"IL CANTO DEL VENTO"

(due tempi da 30' ciascuno)

a cura di M. Lugli:

Spedizione scialpinistica telemark avvenuta nel 1993 in Patagonia.

I protagonisti:

Da quando venne scoperta da Magellano, nel 1520, la Patagonia fu conosciuta come la terra di cupe nebbie e di venti turbinosi ai confini del mondo abitato.
La parola Patagonia, come Mandalay o Timbuctù, si impose alla fantasia occidentale come metafora dell’Estremo Limite, il punto oltre il quale non é lecito andare (Bruce Chatwin).

Quando finalmente arrivai in Patagonia, ebbi la sensazione di essere approdato al nulla, a un non-luogo. Ma la cosa più sorprendente era che mi trovavo ancora nel mondo. Il paesaggio aveva un aspetto desolato, eppure dovevo ammettere che i suoi tratti erano leggibili e che io esistevo in esso. Questa era la scoperta: il suo aspetto.
Pensai: Un non-luogo é un luogo.
Qui non c’erano voci. (...) Solo il paradiso Patagonico: minuscoli fiori in uno spazio immenso; per stare qui bisognava essere miniaturisti, oppure provare interesse per enormi spazi vuoti. Non c’era un campo intermedio di studio. O l’enormità del deserto o la vista di un piccolissimo fiore.
" In Patagonia si deve scegliere fra il minuscolo e l’immenso" (Paul Theroux).

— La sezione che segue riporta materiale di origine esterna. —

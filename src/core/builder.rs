use std::sync::Arc;

use crate::{
    core::Config,
    events::Bus,
    subscribers::{Subscribe, SubscriberSet},
};

use super::registry::Registry;

/// Builder for constructing a [`Registry`] with optional report subscribers.
pub struct RegistryBuilder {
    cfg: Config,
    subscribers: Vec<Arc<dyn Subscribe>>,
}

impl RegistryBuilder {
    /// Creates a new builder with the given configuration.
    pub fn new(cfg: Config) -> Self {
        Self {
            cfg,
            subscribers: Vec::new(),
        }
    }

    /// Sets report subscribers.
    ///
    /// Subscribers receive report events (lifecycle, rejections, callback panics)
    /// through dedicated workers with bounded queues. When at least one subscriber
    /// is set, [`build`](Self::build) must run inside a tokio runtime.
    pub fn with_subscribers(mut self, subscribers: Vec<Arc<dyn Subscribe>>) -> Self {
        self.subscribers = subscribers;
        self
    }

    /// Builds and returns the registry.
    ///
    /// This consumes the builder and initializes:
    /// - Report bus
    /// - Subscriber workers and the bus listener (only if subscribers were set)
    pub fn build(self) -> Arc<Registry> {
        let bus = Bus::new(self.cfg.bus_capacity_clamped());

        let subs = if self.subscribers.is_empty() {
            None
        } else {
            Some(Arc::new(SubscriberSet::new(self.subscribers, bus.clone())))
        };

        let registry = Arc::new(Registry::new_internal(self.cfg, bus, subs.clone()));
        if let Some(set) = subs {
            subscriber_listener(&registry, set);
        }
        registry
    }
}

/// Subscribes to the bus and forwards events to the subscriber set until shutdown.
fn subscriber_listener(registry: &Registry, set: Arc<SubscriberSet>) {
    let mut rx = registry.bus().subscribe();
    let token = registry.runtime_token().clone();

    tokio::spawn(async move {
        loop {
            tokio::select! {
                _ = token.cancelled() => break,
                msg = rx.recv() => match msg {
                    Ok(ev) => set.emit_arc(Arc::new(ev)),
                    Err(tokio::sync::broadcast::error::RecvError::Closed) => break,
                    Err(tokio::sync::broadcast::error::RecvError::Lagged(skipped)) => {
                        tracing::warn!(skipped, "report listener lagged");
                        continue;
                    }
                }
            }
        }
    });
}

#[cfg(test)]
mod tests {
    use std::time::Duration;

    use async_trait::async_trait;
    use tokio::sync::mpsc;

    use super::*;
    use crate::events::{Event, EventKind};
    use crate::signal::Signal;

    struct Recorder(mpsc::UnboundedSender<EventKind>);

    #[async_trait]
    impl Subscribe for Recorder {
        async fn on_event(&self, event: &Event) {
            let _ = self.0.send(event.kind);
        }

        fn name(&self) -> &'static str {
            "recorder"
        }
    }

    #[tokio::test]
    async fn subscribers_receive_reports() {
        let (tx, mut rx) = mpsc::unbounded_channel();
        let reg = Registry::builder(Config::default())
            .with_subscribers(vec![Arc::new(Recorder(tx))])
            .build();
        assert_eq!(reg.subscriber_count(), 1);

        let sig: Signal<u8> = reg.new_signal(Some("recorder"));
        sig.connect(|_| panic!("boom")).expect("connect");
        sig.emit(1).expect("emit");

        let mut kinds = Vec::new();
        while kinds.len() < 3 {
            let kind = tokio::time::timeout(Duration::from_secs(1), rx.recv())
                .await
                .expect("report in time")
                .expect("open channel");
            kinds.push(kind);
        }
        assert_eq!(
            kinds,
            vec![
                EventKind::SignalCreated,
                EventKind::ConnectionCreated,
                EventKind::CallbackPanicked
            ]
        );
        reg.shutdown();
    }

    #[tokio::test]
    async fn shutdown_stops_subscriber_workers() {
        let (tx, mut rx) = mpsc::unbounded_channel();
        let reg = Registry::builder(Config::default())
            .with_subscribers(vec![Arc::new(Recorder(tx))])
            .build();
        let _sig: Signal<u8> = reg.new_signal(None);

        reg.shutdown();
        assert_eq!(reg.subscriber_count(), 0);

        // The worker drops the recorder, and with it the only sender, once it exits.
        let drained = tokio::time::timeout(Duration::from_secs(1), async {
            while rx.recv().await.is_some() {}
        })
        .await;
        assert!(drained.is_ok(), "subscriber worker still running after shutdown");
    }
}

Trenta giorni a misurarsi col vento e la pioggia, con la neve e il sole. A passeggiare aspettando il bel tempo ed a guardare in faccia il fracaso, come gli argentini chiamano l’insuccesso. Poi finalmente, siamo dentro allo Hielo Continental: 400 km di lunghezza per 80 di larghezza e la fortuna di giorni di sole e calma totale di vento. I giorni persi nell’attesa ci costringono a ridurre i nostri programmi, ma questo non riduce l’immensa gioia spirituale e fisica di trovarci "dentro", soli. E finalmente anche qualche curva telemark. Già il telemark, l’antica tecnica che ci ha stregato e che ci ha uniti, noi quattro, portandoci fin quaggiù a liberare i talloni e la mente. E se la libertà di movimento é il piacere supremo che il telemark offre, farlo qui centuplica le sensazioni. E poi di nuovo fuori, lungo le valli disabitate accompagnati solo dal volo del condor che ci scorta lontano dai suoi territori.
Siamo sdraiati a riposarci sotto un cespuglio di calafate, la magica bacca patagonica che, secondo la tradizione, costringe colui che la mangia a ritornare più e più volte in Patagonia. Basterà un solo cespuglio per tutti e quattro?